Problems of Philosophy Fall 2023

Williams on Personal Identity

Overview

Williams thinks Locke’s cases went by too quickly. When you look at them more carefully, he thinks, it is not obvious at all that people can switch bodies. In particular, if you consider what it would be like to think about being involved in one of those cases yourself, you would not be so sure that Locke was right about them. At the end of his essay, Williams discusses what appears to be a unique feature of human beings. For most things, there need not be a determinate answer to questions about whether they survive some changes. Sometimes, there is no saying one way or the other. People seem to be different: I will either be alive or I will be dead.

Outline

  1. What is this about?

    This essay is going to be about a process whose result is that one person, A, acts in ways that seem to express the memories and character traits of another person, B, and vice versa. This is basically Locke’s example of the prince and the cobbler; see Locke §15.

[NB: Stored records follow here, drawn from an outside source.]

//! Observability and Metrics
//!
//! Atomic counters for the messaging layer. One [`Metrics`] instance is owned
//! by each messaging service and shared with its connections by reference.

use std::sync::atomic::{AtomicU64, Ordering};
use std::time::Instant;
use tracing::{debug, info};

/// Metrics collector for internode operations
#[derive(Debug)]
pub struct Metrics {
    /// Total connections accepted or opened
    pub connections_total: AtomicU64,
    /// Currently active connections
    pub connections_active: AtomicU64,
    /// Total handshake attempts
    pub handshakes_total: AtomicU64,
    /// Handshakes that reached the message loop
    pub handshakes_success: AtomicU64,
    /// Handshakes that failed
    pub handshakes_failed: AtomicU64,
    /// Frames read off the wire
    pub frames_received: AtomicU64,
    /// Messages handed to dispatch
    pub messages_dispatched: AtomicU64,
    /// Responses dropped because the caller stopped waiting
    pub expired_drops: AtomicU64,
    /// Messages dropped because of version skew
    pub version_drops: AtomicU64,
    /// Connections ended by a framing error
    pub framing_errors: AtomicU64,
    /// Total messages sent
    pub messages_sent: AtomicU64,
    /// Total bytes sent
    pub bytes_sent: AtomicU64,
    /// Total bytes received
    pub bytes_received: AtomicU64,
    /// Start time for uptime calculation
    start_time: Instant,
}

impl Metrics {
    /// Create a new metrics collector
    pub fn new() -> Self {
        Self {
            connections_total: AtomicU64::new(0),
            connections_active: AtomicU64::new(0),
            handshakes_total: AtomicU64::new(0),
            handshakes_success: AtomicU64::new(0),
            handshakes_failed: AtomicU64::new(0),
            frames_received: AtomicU64::new(0),
            messages_dispatched: AtomicU64::new(0),
            expired_drops: AtomicU64::new(0),
            version_drops: AtomicU64::new(0),
            framing_errors: AtomicU64::new(0),
            messages_sent: AtomicU64::new(0),
            bytes_sent: AtomicU64::new(0),
            bytes_received: AtomicU64::new(0),
            start_time: Instant::now(),
        }
    }

    /// Record a new connection
    pub fn connection_established(&self) {
        self.connections_total.fetch_add(1, Ordering::Relaxed);
        self.connections_active.fetch_add(1, Ordering::Relaxed);
    }

    /// Record a connection closed
    pub fn connection_closed(&self) {
        self.connections_active.fetch_sub(1, Ordering::Relaxed);
    }

    /// Record a handshake attempt
    pub fn handshake_attempt(&self) {
        self.handshakes_total.fetch_add(1, Ordering::Relaxed);
    }

    /// Record a successful handshake
    pub fn handshake_success(&self) {
        self.handshakes_success.fetch_add(1, Ordering::Relaxed);
    }

    /// Record a failed handshake
    pub fn handshake_failed(&self) {
        self.handshakes_failed.fetch_add(1, Ordering::Relaxed);
    }

    /// Record a frame read off the wire
    pub fn frame_received(&self, byte_count: u64) {
        self.frames_received.fetch_add(1, Ordering::Relaxed);
        self.bytes_received.fetch_add(byte_count, Ordering::Relaxed);
    }

    pub fn message_dispatched(&self) {
        self.messages_dispatched.fetch_add(1, Ordering::Relaxed);
    }

    pub fn expired_drop(&self) {
        self.expired_drops.fetch_add(1, Ordering::Relaxed);
    }

    pub fn version_drop(&self) {
        self.version_drops.fetch_add(1, Ordering::Relaxed);
    }

    pub fn framing_error(&self) {
        self.framing_errors.fetch_add(1, Ordering::Relaxed);
    }

    /// Record a message sent
    pub fn message_sent(&self, byte_count: u64) {
        self.messages_sent.fetch_add(1, Ordering::Relaxed);
        self.bytes_sent.fetch_add(byte_count, Ordering::Relaxed);
    }

    /// Get current metrics snapshot
    pub fn snapshot(&self) -> MetricsSnapshot {
        MetricsSnapshot {
            connections_total: self.connections_total.load(Ordering::Relaxed),
            connections_active: self.connections_active.load(Ordering::Relaxed),
            handshakes_total: self.handshakes_total.load(Ordering::Relaxed),
            handshakes_success: self.handshakes_success.load(Ordering::Relaxed),
            handshakes_failed: self.handshakes_failed.load(Ordering::Relaxed),
            frames_received: self.frames_received.load(Ordering::Relaxed),
            messages_dispatched: self.messages_dispatched.load(Ordering::Relaxed),
            expired_drops: self.expired_drops.load(Ordering::Relaxed),
            version_drops: self.version_drops.load(Ordering::Relaxed),
            framing_errors: self.framing_errors.load(Ordering::Relaxed),
            messages_sent: self.messages_sent.load(Ordering::Relaxed),
            bytes_sent: self.bytes_sent.load(Ordering::Relaxed),
            bytes_received: self.bytes_received.load(Ordering::Relaxed),
            uptime_seconds: self.start_time.elapsed().as_secs(),
        }
    }

    /// Log current metrics
    pub fn log_metrics(&self) {
        let snapshot = self.snapshot();
        info!(
            connections_total = snapshot.connections_total,
            connections_active = snapshot.connections_active,
            handshakes_total = snapshot.handshakes_total,
            handshakes_success = snapshot.handshakes_success,
            handshakes_failed = snapshot.handshakes_failed,
            frames_received = snapshot.frames_received,
            messages_dispatched = snapshot.messages_dispatched,
            expired_drops = snapshot.expired_drops,
            version_drops = snapshot.version_drops,
            framing_errors = snapshot.framing_errors,
            messages_sent = snapshot.messages_sent,
            bytes_sent = snapshot.bytes_sent,
            bytes_received = snapshot.bytes_received,
            uptime_seconds = snapshot.uptime_seconds,
            "Messaging metrics snapshot"
        );
    }
}

impl Default for Metrics {
    fn default() -> Self {
        Self::new()
    }
}

/// Snapshot of metrics at a point in time
#[derive(Debug, Clone, Default, PartialEq, Eq)]
pub struct MetricsSnapshot {
    pub connections_total: u64,
    pub connections_active: u64,
    pub handshakes_total: u64,
    pub handshakes_success: u64,
    pub handshakes_failed: u64,
    pub frames_received: u64,
    pub messages_dispatched: u64,
    pub expired_drops: u64,
    pub version_drops: u64,
    pub framing_errors: u64,
    pub messages_sent: u64,
    pub bytes_sent: u64,
    pub bytes_received: u64,
    pub uptime_seconds: u64,
}

/// Timer for measuring operation duration
pub struct Timer {
    start: Instant,
    operation: &'static str,
}

impl Timer {
    /// Start timing an operation
    pub fn start(operation: &'static str) -> Self {
        Self {
            start: Instant::now(),
            operation,
        }
    }
}

impl Drop for Timer {
    fn drop(&mut self) {
        let duration = self.start.elapsed();
        debug!(
            operation = self.operation,
            duration_ms = duration.as_millis(),
            "Operation completed"
        );
    }
}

    These sorts of examples are commonly thought to involve body-switching: the A-person goes to the B-body and vice versa. Williams says that this description is “question-begging” (page 161, third line) What he means is that describing it as an example of body switching assumes what the example is supposed to show, namely, that the people have switched bodies. The point of this article is to raise questions about that.

    Before getting to work, he raises two complications, but only to put them aside. First, you might have trouble believing that one person could switch into a vastly different body; Williams says he will assume that A and B are physically similar. Second, you might ask why it is obvious that the B-body person remembers what the A-person did and experienced as opposed to feeling, falsely, that he or she remembers. Williams says he will assume that the process he is discussing is as physically reliable as a normal brain is.

  2. The experiment, round one

    The experiment is the process that seems to lead to body switching (163). We start with two people, A and B. Each is told what is going to happen. At the end of the experiment, the B-body person will seem to have A’s memories and character traits and vice versa. Plus one of them is going to get $100,000 and the other is going to be tortured. Then the experimenter asks each of them to choose which body will get the money and which one will be tortured.

    Suppose that A says “give the money to the B-body person” and B says “give the money to the A-body person.” Suppose also that at the end of the experiment, the A-body person gets the money and the B-body person gets the torture. The A-body person will say “that’s what I asked for” and the B-body person will say “this is very much not what I asked for.” That is, the A-body person is saying what we would have expected B to say and the B-body person is saying what we would have expected A to say. That suggests that they switched bodies (164).

    If you change the initial choices around, or ask different questions entirely, you get similar results. At the end of the experiment, A seems to be in the B-body and B seems to be in the A-body. So, for example, the B-body person might express surprise about some of the features of his or her body; this is what you would expect if it were new rather than familiar. Or the A-body person might express regrets that he or she still has some of the undesirable psychological traits that B had complained of before the experiment began (165-67).

  3. The experiment, round two.

    Suppose someone tells you that you will be tortured tomorrow. You will be frightened: you think that you will be the one feeling the torture. Now suppose someone tells you you will be tortured tomorrow and that your mind will be changed in certain ways: you will lose some of your memories. That still seems scary. Now suppose that you will lose more than your memories; your character will be changed and you will have the character and memories of a fictional person. Still scary, right?

    Now take the last step. Your memories and character will be erased and replaced by those derived from a real person. Do you still think that you will feel the torture? Williams thinks the answer is yes. None of the psychological changes described would result in your death. That is why you would anticipate, and fear, the torture. You stay with the body, in other words.

    What is interesting is that round two of the experiment is exactly the same as round one, with you in B’s position. We just left A out of the story. Why should you switch bodies in the first round but stay in your body to feel the torture in the second round? Pay special attention to page 172. (167-74)

  4. Objection: the argument turns on our inability to draw a line between (i)-(vi) on page 172. But there are lots of cases like that: this color is orange and that color is red; on the spectrum between the two colors, there will be shades that are neither red nor orange. But the two ends of the spectrum are still orange and red. Williams’s answer to this kind of objection is the most interesting part of the essay, in my opinion. He says that the continued existence of a person is all or nothing. There is no in-between state where it is indeterminate whether I would exist. For any change, I will either be alive or dead. He makes his point by asking us to consider the emotion of fear when thinking about the experiment. (174-80)

References

Williams, Bernard. 1970. “The Self and the Future.” Philosophical Review 79: 161–80.